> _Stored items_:
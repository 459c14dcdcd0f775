pub mod agg_trade;
pub mod kline;

pub use agg_trade::BinanceAggTrade;
pub use kline::{BinanceKlineData, BinanceKlineEvent};

use serde::Deserialize;

use crate::websocket::types::{MarketEvent, WebSocketError};

/// Combined stream envelope: `{"stream": "btcusdt@aggTrade", "data": {...}}`
#[derive(Debug, Clone, Deserialize)]
pub struct BinanceCombinedStreamMessage {
    pub stream: String,
    pub data: serde_json::Value,
}

impl BinanceCombinedStreamMessage {
    pub fn parse(payload: &str) -> Result<Self, WebSocketError> {
        serde_json::from_str(payload)
            .map_err(|e| WebSocketError::Parse(format!("Failed to parse combined stream message: {}", e)))
    }
}

/// Parse a combined stream message into a detector input.
///
/// Dispatches on the inner event type. Prices that are not finite numbers are
/// rejected here so they never reach the detector.
pub fn parse_stream_message(payload: &str) -> Result<MarketEvent, WebSocketError> {
    let envelope = BinanceCombinedStreamMessage::parse(payload)?;
    let event_type = envelope
        .data
        .get("e")
        .and_then(|e| e.as_str())
        .map(str::to_owned)
        .ok_or_else(|| WebSocketError::Parse(format!("Missing event type on stream {}", envelope.stream)))?;

    match event_type.as_str() {
        "aggTrade" => {
            let trade: BinanceAggTrade = serde_json::from_value(envelope.data)
                .map_err(|e| WebSocketError::Parse(format!("Failed to parse aggTrade message: {}", e)))?;
            Ok(MarketEvent::Trade(trade.to_trade()?))
        }
        "kline" => {
            let event: BinanceKlineEvent = serde_json::from_value(envelope.data)
                .map_err(|e| WebSocketError::Parse(format!("Failed to parse kline message: {}", e)))?;
            Ok(MarketEvent::BaseUpdate(event.kline.to_base_update()?))
        }
        other => Err(WebSocketError::Parse(format!("Unsupported event type: {}", other))),
    }
}

/// Parse a decimal string field, rejecting non-finite values
pub(crate) fn parse_decimal(field: &str, value: &str) -> Result<f64, WebSocketError> {
    value
        .parse::<f64>()
        .ok()
        .filter(|v| v.is_finite())
        .ok_or_else(|| WebSocketError::Parse(format!("Invalid {}: {}", field, value)))
}
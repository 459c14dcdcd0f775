use std::collections::VecDeque;

use rustc_hash::FxHashSet;
use tracing::info;

use crate::aggregation::structs::{AggregateBucket, TimestampMS};
use super::structs::{Pivot, PivotPool, PivotSide, SweepResult};

/// Confirms swing highs/lows on the coarse bucket series and keeps a bounded
/// pool of them per side for sweep queries.
#[derive(Debug, Clone)]
pub struct PivotTracker {
    /// Buckets required on each side of a candidate
    lookback: usize,
    highs: PivotPool,
    lows: PivotPool,
    /// Bucket timestamps already confirmed, per side
    confirmed_highs: FxHashSet<TimestampMS>,
    confirmed_lows: FxHashSet<TimestampMS>,
}

impl PivotTracker {
    pub fn new(lookback: usize, pool_max_size: usize) -> Self {
        Self {
            lookback,
            highs: PivotPool::new(PivotSide::High, pool_max_size),
            lows: PivotPool::new(PivotSide::Low, pool_max_size),
            confirmed_highs: FxHashSet::default(),
            confirmed_lows: FxHashSet::default(),
        }
    }

    /// Re-evaluate after a coarse bucket was appended to `history`.
    ///
    /// Only the bucket with exactly `lookback` neighbours on each side is
    /// examined. Returns the pivots confirmed by this call.
    pub fn on_coarse_bucket_close(&mut self, history: &VecDeque<AggregateBucket>) -> Vec<(PivotSide, Pivot)> {
        let mut confirmed = Vec::new();
        let window = 2 * self.lookback + 1;
        if history.len() < window {
            return confirmed;
        }

        let idx = history.len() - 1 - self.lookback;
        let candidate = &history[idx];
        let neighbours = (idx - self.lookback..idx).chain(idx + 1..=idx + self.lookback);

        if !self.confirmed_highs.contains(&candidate.open_time) {
            let is_high = neighbours.clone().all(|i| candidate.high > history[i].high);
            if is_high {
                let pivot = Pivot {
                    price: candidate.high,
                    timestamp: candidate.open_time,
                    index: idx,
                };
                self.confirmed_highs.insert(candidate.open_time);
                self.highs.insert(pivot);
                info!(price = pivot.price, timestamp = pivot.timestamp, pool = self.highs.len(), "📈 High pivot confirmed");
                confirmed.push((PivotSide::High, pivot));
            }
        }

        if !self.confirmed_lows.contains(&candidate.open_time) {
            let is_low = neighbours.clone().all(|i| candidate.low < history[i].low);
            if is_low {
                let pivot = Pivot {
                    price: candidate.low,
                    timestamp: candidate.open_time,
                    index: idx,
                };
                self.confirmed_lows.insert(candidate.open_time);
                self.lows.insert(pivot);
                info!(price = pivot.price, timestamp = pivot.timestamp, pool = self.lows.len(), "📉 Low pivot confirmed");
                confirmed.push((PivotSide::Low, pivot));
            }
        }

        // Timestamps older than the retained history can never be evaluated again
        if let Some(oldest) = history.front().map(|b| b.open_time) {
            self.confirmed_highs.retain(|&ts| ts >= oldest);
            self.confirmed_lows.retain(|&ts| ts >= oldest);
        }

        confirmed
    }

    /// High-pool pivots strictly below `candle_high`
    pub fn swept_highs(&self, candle_high: f64) -> SweepResult {
        SweepResult::from_pivots(self.highs.iter().filter(|p| p.price < candle_high).copied().collect())
    }

    /// Low-pool pivots strictly above `candle_low`
    pub fn swept_lows(&self, candle_low: f64) -> SweepResult {
        SweepResult::from_pivots(self.lows.iter().filter(|p| p.price > candle_low).copied().collect())
    }

    /// Drop consumed pivots from the named pool
    pub fn remove_swept(&mut self, side: PivotSide, pivots: &[Pivot]) -> usize {
        match side {
            PivotSide::High => self.highs.remove(pivots),
            PivotSide::Low => self.lows.remove(pivots),
        }
    }

    pub fn pool(&self, side: PivotSide) -> &PivotPool {
        match side {
            PivotSide::High => &self.highs,
            PivotSide::Low => &self.lows,
        }
    }

    pub fn lookback(&self) -> usize {
        self.lookback
    }
}
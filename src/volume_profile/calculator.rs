use std::collections::BTreeMap;

use tracing::debug;

use super::structs::{PriceCluster, PriceKey, ProfileSnapshot, Trade};

/// Per-bucket volume profile built from individual trades.
///
/// Trades are clustered at `round(price / cluster_size) * cluster_size`.
/// The builder is finalized once per base bucket and then reset.
#[derive(Debug, Clone)]
pub struct VolumeProfileBuilder {
    cluster_size: f64,
    /// Clusters keyed by snapped price (ascending)
    clusters: BTreeMap<PriceKey, PriceCluster>,
    total_buy_volume: f64,
    total_sell_volume: f64,
    trade_count: u64,
}

impl VolumeProfileBuilder {
    pub fn new(cluster_size: f64) -> Self {
        debug_assert!(cluster_size > 0.0, "cluster size must be positive");
        Self {
            cluster_size,
            clusters: BTreeMap::new(),
            total_buy_volume: 0.0,
            total_sell_volume: 0.0,
            trade_count: 0,
        }
    }

    /// Add one trade to its price cluster
    pub fn ingest_trade(&mut self, trade: &Trade) {
        debug_assert!(
            trade.price.is_finite() && trade.quantity.is_finite(),
            "trade price and quantity must be finite"
        );

        let key = PriceKey::from_price(trade.price, self.cluster_size);
        let cluster_size = self.cluster_size;
        let cluster = self.clusters.entry(key).or_insert_with(|| {
            let price = key.to_price(cluster_size);
            debug!(price, "New price cluster");
            PriceCluster::new(price)
        });

        if trade.taker_is_seller {
            cluster.sell_volume += trade.quantity;
            self.total_sell_volume += trade.quantity;
        } else {
            cluster.buy_volume += trade.quantity;
            self.total_buy_volume += trade.quantity;
        }
        self.trade_count += 1;
    }

    /// Snapshot of the current bucket, or None when no trade was recorded
    pub fn finalize(&self) -> Option<ProfileSnapshot> {
        if self.trade_count == 0 {
            return None;
        }

        let clusters: Vec<PriceCluster> = self.clusters.values().copied().collect();

        // Ascending scan with strict comparison keeps the lowest price on ties
        let mut poc: Option<&PriceCluster> = None;
        for cluster in &clusters {
            match poc {
                Some(best) if cluster.total_volume() <= best.total_volume() => {}
                _ => poc = Some(cluster),
            }
        }
        let (poc_price, poc_volume) = poc
            .map(|c| (c.price, c.total_volume()))
            .unwrap_or((0.0, 0.0));

        Some(ProfileSnapshot {
            poc_price,
            poc_volume,
            total_buy_volume: self.total_buy_volume,
            total_sell_volume: self.total_sell_volume,
            total_volume: self.total_buy_volume + self.total_sell_volume,
            signed_imbalance: self.total_buy_volume - self.total_sell_volume,
            trade_count: self.trade_count,
            clusters,
        })
    }

    /// Clear all clusters and totals for the next bucket
    pub fn reset(&mut self) {
        self.clusters.clear();
        self.total_buy_volume = 0.0;
        self.total_sell_volume = 0.0;
        self.trade_count = 0;
    }

    pub fn cluster_size(&self) -> f64 {
        self.cluster_size
    }

    pub fn trade_count(&self) -> u64 {
        self.trade_count
    }

    pub fn is_empty(&self) -> bool {
        self.trade_count == 0
    }
}
use serde::Serialize;
use tracing::debug;

use crate::aggregation::aggregator::IntervalAggregator;
use crate::aggregation::structs::{AggregateBucket, BaseUpdate, Bucket};
use crate::config::DetectorConfig;
use crate::signal::state_machine::SignalStateMachine;
use crate::signal::structs::{
    AbsorptionSignal, CancelReason, ConfirmationOutcome, PendingCandidate, SignalDirection, SignalState,
};
use crate::technical_analysis::pivots::PivotTracker;
use crate::technical_analysis::rolling_window::RollingWindow;
use crate::technical_analysis::structs::{Pivot, PivotSide};
use crate::volume_profile::calculator::VolumeProfileBuilder;
use crate::volume_profile::structs::Trade;

/// Structured output of the detector, in emission order
#[derive(Debug, Clone, PartialEq, Serialize)]
pub enum EngineEvent {
    BaseBucketClosed(Bucket),
    CoarseBucketClosed(AggregateBucket),
    PivotConfirmed {
        side: PivotSide,
        pivot: Pivot,
    },
    CandidateOpened {
        direction: SignalDirection,
        sweep_price: f64,
    },
    CandidateCancelled {
        direction: SignalDirection,
        reason: CancelReason,
    },
    SignalConfirmed(Box<AbsorptionSignal>),
}

/// Single-instrument detector core.
///
/// Owns one instance of every component and drives them from the trade and
/// base-interval streams. Not thread safe; callers serialize both streams
/// into one ordered sequence of calls.
#[derive(Debug, Clone)]
pub struct AbsorptionEngine {
    aggregator: IntervalAggregator,
    profile: VolumeProfileBuilder,
    rolling: RollingWindow,
    pivots: PivotTracker,
    signals: SignalStateMachine,
}

impl AbsorptionEngine {
    pub fn new(config: &DetectorConfig) -> Self {
        Self {
            aggregator: IntervalAggregator::new(config.coarse_window_secs, config.coarse_history_retained),
            profile: VolumeProfileBuilder::new(config.price_cluster_size),
            rolling: RollingWindow::new(config.rolling_window_size),
            pivots: PivotTracker::new(config.pivot_lookback, config.pivot_pool_max_size),
            signals: SignalStateMachine::new(config.signal_config()),
        }
    }

    /// Record one trade in the current base bucket's profile
    pub fn on_trade(&mut self, trade: &Trade) {
        self.profile.ingest_trade(trade);
    }

    /// Feed one base-interval update and return the resulting events
    pub fn on_base_update(&mut self, update: &BaseUpdate) -> Vec<EngineEvent> {
        let output = self.aggregator.ingest_base_update(update);
        let mut events = Vec::new();

        if let Some(bucket) = output.base_closed {
            self.on_base_close(bucket, &mut events);
        }

        if let Some(coarse) = output.coarse_closed {
            events.push(EngineEvent::CoarseBucketClosed(coarse));
            for (side, pivot) in self.pivots.on_coarse_bucket_close(self.aggregator.history()) {
                events.push(EngineEvent::PivotConfirmed { side, pivot });
            }
        }

        events
    }

    fn on_base_close(&mut self, bucket: Bucket, events: &mut Vec<EngineEvent>) {
        events.push(EngineEvent::BaseBucketClosed(bucket.clone()));
        let snapshot = self.profile.finalize();

        if let Some(snapshot) = &snapshot {
            self.rolling.push(snapshot.total_volume, snapshot.signed_imbalance);
        } else {
            debug!(open_time = bucket.open_time, "Base bucket closed without trades");
        }

        if self.signals.pending().is_some() {
            match self.signals.evaluate_confirmation(&bucket, &mut self.pivots) {
                ConfirmationOutcome::Confirmed(signal) => events.push(EngineEvent::SignalConfirmed(signal)),
                ConfirmationOutcome::Cancelled { direction, reason } => {
                    events.push(EngineEvent::CandidateCancelled { direction, reason })
                }
                ConfirmationOutcome::NoCandidate => {}
            }
        } else if let Some(snapshot) = &snapshot {
            let swept_highs = self.pivots.swept_highs(bucket.high);
            let swept_lows = self.pivots.swept_lows(bucket.low);
            if let Some(direction) =
                self.signals
                    .evaluate_candidate(&bucket, snapshot, swept_highs, swept_lows, &self.rolling)
            {
                let sweep_price = match direction {
                    SignalDirection::UpperSweep => bucket.high,
                    SignalDirection::LowerSweep => bucket.low,
                };
                events.push(EngineEvent::CandidateOpened { direction, sweep_price });
            }
        }

        self.profile.reset();
    }

    pub fn state(&self) -> SignalState {
        self.signals.state()
    }

    pub fn pending(&self) -> Option<&PendingCandidate> {
        self.signals.pending()
    }

    pub fn pivots(&self) -> &PivotTracker {
        &self.pivots
    }

    pub fn rolling_window(&self) -> &RollingWindow {
        &self.rolling
    }

    pub fn aggregator(&self) -> &IntervalAggregator {
        &self.aggregator
    }

    pub fn profile(&self) -> &VolumeProfileBuilder {
        &self.profile
    }
}
use std::collections::VecDeque;

/// Baseline of recent bucket activity.
///
/// Keeps the last `capacity` per-bucket total volumes and absolute imbalances
/// and exposes their arithmetic means over the samples currently held.
#[derive(Debug, Clone)]
pub struct RollingWindow {
    volumes: VecDeque<f64>,
    abs_imbalances: VecDeque<f64>,
    capacity: usize,
}

impl RollingWindow {
    pub fn new(capacity: usize) -> Self {
        Self {
            volumes: VecDeque::with_capacity(capacity),
            abs_imbalances: VecDeque::with_capacity(capacity),
            capacity,
        }
    }

    /// Append one bucket's sample, evicting the oldest beyond capacity
    pub fn push(&mut self, total_volume: f64, signed_imbalance: f64) {
        let abs_imbalance = signed_imbalance.abs();

        if self.volumes.len() >= self.capacity {
            self.volumes.pop_front();
            self.abs_imbalances.pop_front();
        }

        self.volumes.push_back(total_volume);
        self.abs_imbalances.push_back(abs_imbalance);
    }

    pub fn mean_volume(&self) -> f64 {
        if self.volumes.is_empty() {
            return 0.0;
        }
        self.volumes.iter().sum::<f64>() / self.volumes.len() as f64
    }

    pub fn mean_abs_imbalance(&self) -> f64 {
        if self.abs_imbalances.is_empty() {
            return 0.0;
        }
        self.abs_imbalances.iter().sum::<f64>() / self.abs_imbalances.len() as f64
    }

    /// Ready once at least half the window is filled
    pub fn is_ready(&self) -> bool {
        self.volumes.len() >= self.capacity / 2
    }

    pub fn reset(&mut self) {
        self.volumes.clear();
        self.abs_imbalances.clear();
    }

    pub fn len(&self) -> usize {
        self.volumes.len()
    }

    pub fn is_empty(&self) -> bool {
        self.volumes.is_empty()
    }

    pub fn capacity(&self) -> usize {
        self.capacity
    }
}
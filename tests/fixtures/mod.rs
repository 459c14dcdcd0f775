#![allow(dead_code)]

use std::collections::VecDeque;

use absorption_feeder::aggregation::structs::{AggregateBucket, BaseUpdate};
use absorption_feeder::config::DetectorConfig;
use absorption_feeder::engine::{AbsorptionEngine, EngineEvent};
use absorption_feeder::volume_profile::structs::Trade;

pub const MINUTE_MS: i64 = 60_000;

/// Three one-minute buckets per coarse window, lookback 1, baseline ready after two buckets
pub fn create_test_config() -> DetectorConfig {
    DetectorConfig {
        price_cluster_size: 1.0,
        base_interval_secs: 60,
        coarse_window_secs: 180,
        pivot_lookback: 1,
        pivot_pool_max_size: 10,
        rolling_window_size: 4,
        min_levels_swept: 2,
        delta_multiplier: 1.5,
        volume_multiplier: 2.0,
        max_confirmation_buckets: 2,
        coarse_history_retained: 20,
    }
}

/// Closed one-minute update
pub fn create_closed_update(minute: i64, high: f64, low: f64, close: f64) -> BaseUpdate {
    BaseUpdate::new_from_values(
        minute * MINUTE_MS,
        (minute + 1) * MINUTE_MS - 1,
        close,
        high,
        low,
        close,
        1.0,
        true,
    )
}

pub fn create_coarse_bucket(index: i64, high: f64, low: f64) -> AggregateBucket {
    AggregateBucket {
        window_id: index,
        open_time: index * 3 * MINUTE_MS,
        close_time: (index + 1) * 3 * MINUTE_MS - 1,
        open: low,
        high,
        low,
        close: high,
        volume: 30.0,
        count: 3,
    }
}

pub fn coarse_history(rows: &[(f64, f64)]) -> VecDeque<AggregateBucket> {
    rows.iter()
        .enumerate()
        .map(|(i, &(high, low))| create_coarse_bucket(i as i64, high, low))
        .collect()
}

/// Quiet bucket flow: volume 10, delta +2
pub fn baseline_trades() -> Vec<Trade> {
    vec![
        Trade::new(98.0, 6.0, false),
        Trade::new(98.2, 4.0, true),
    ]
}

/// Heavy buying into the sweep: volume 45, delta +35, POC at 100
pub fn sweep_trades() -> Vec<Trade> {
    vec![
        Trade::new(100.1, 25.0, false),
        Trade::new(99.9, 15.0, false),
        Trade::new(99.0, 5.0, true),
    ]
}

/// Feed one bucket's trades and its closing update
pub fn feed_bucket(engine: &mut AbsorptionEngine, trades: &[Trade], update: &BaseUpdate) -> Vec<EngineEvent> {
    for trade in trades {
        engine.on_trade(trade);
    }
    engine.on_base_update(update)
}

/// Coarse highs 100, 104, 101, 103, 100.5 with flat lows; yields high pivots at 104 and 103
pub const COARSE_HIGHS: [f64; 5] = [100.0, 104.0, 101.0, 103.0, 100.5];

/// Run the engine up to an open upper-sweep candidate with sweep price 105.
///
/// Minutes 0..=15 build the pivot pools and baseline; minute 16 sweeps both
/// high pivots on heavy buying and closes below its POC.
pub fn prime_upper_candidate(engine: &mut AbsorptionEngine) -> Vec<EngineEvent> {
    let mut events = Vec::new();

    for (window, high) in COARSE_HIGHS.iter().enumerate() {
        for i in 0..3 {
            let minute = window as i64 * 3 + i;
            events.extend(feed_bucket(engine, &baseline_trades(), &create_closed_update(minute, *high, 95.0, 98.0)));
        }
    }

    // First bucket of the sixth window finalizes the fifth and confirms the 103 pivot
    events.extend(feed_bucket(engine, &baseline_trades(), &create_closed_update(15, 100.5, 95.0, 98.0)));

    events.extend(feed_bucket(engine, &sweep_trades(), &create_closed_update(16, 105.0, 97.0, 99.0)));
    events
}

/// Heavy selling into the sweep: volume 45, delta -35, POC at 100
pub fn selling_sweep_trades() -> Vec<Trade> {
    vec![
        Trade::new(99.9, 25.0, true),
        Trade::new(100.1, 15.0, true),
        Trade::new(101.0, 5.0, false),
    ]
}

/// Coarse lows 100, 96, 99, 97, 99.5 with flat highs; yields low pivots at 96 and 97
pub const COARSE_LOWS: [f64; 5] = [100.0, 96.0, 99.0, 97.0, 99.5];

/// Mirror of [`prime_upper_candidate`]: opens a lower-sweep candidate with sweep price 95.
///
/// Minute 16 runs both low pivots on heavy selling and closes above its POC.
pub fn prime_lower_candidate(engine: &mut AbsorptionEngine) -> Vec<EngineEvent> {
    let mut events = Vec::new();

    for (window, low) in COARSE_LOWS.iter().enumerate() {
        for i in 0..3 {
            let minute = window as i64 * 3 + i;
            events.extend(feed_bucket(engine, &baseline_trades(), &create_closed_update(minute, 105.0, *low, 102.0)));
        }
    }

    events.extend(feed_bucket(engine, &baseline_trades(), &create_closed_update(15, 105.0, 99.5, 102.0)));

    events.extend(feed_bucket(engine, &selling_sweep_trades(), &create_closed_update(16, 103.0, 95.0, 101.0)));
    events
}

/// Recorded-shape combined stream aggTrade payload
pub fn agg_trade_payload(price: &str, quantity: &str, is_buyer_maker: bool, trade_time: i64) -> String {
    format!(
        r#"{{"stream":"btcusdt@aggTrade","data":{{"e":"aggTrade","E":{},"s":"BTCUSDT","a":26129,"p":"{}","q":"{}","f":100,"l":105,"T":{},"m":{}}}}}"#,
        trade_time + 5,
        price,
        quantity,
        trade_time,
        is_buyer_maker
    )
}

/// Recorded-shape combined stream one-minute kline payload
pub fn kline_payload(minute: i64, ohlc: [&str; 4], volume: &str, closed: bool) -> String {
    let [open, high, low, close] = ohlc;
    format!(
        r#"{{"stream":"btcusdt@kline_1m","data":{{"e":"kline","E":{},"s":"BTCUSDT","k":{{"t":{},"T":{},"s":"BTCUSDT","i":"1m","f":100,"L":200,"o":"{}","c":"{}","h":"{}","l":"{}","v":"{}","n":101,"x":{},"q":"1.0","V":"0.5","Q":"0.5","B":"0"}}}}}}"#,
        (minute + 1) * MINUTE_MS,
        minute * MINUTE_MS,
        (minute + 1) * MINUTE_MS - 1,
        open,
        close,
        high,
        low,
        volume,
        closed
    )
}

> _EXERCISE OBJECTIVE_: Each line above that carries the string "never" has to be returned.

> _COMPLETED TASK_:
/// rejected here so they never reach the detector.
        // Timestamps older than the retained history can never be evaluated again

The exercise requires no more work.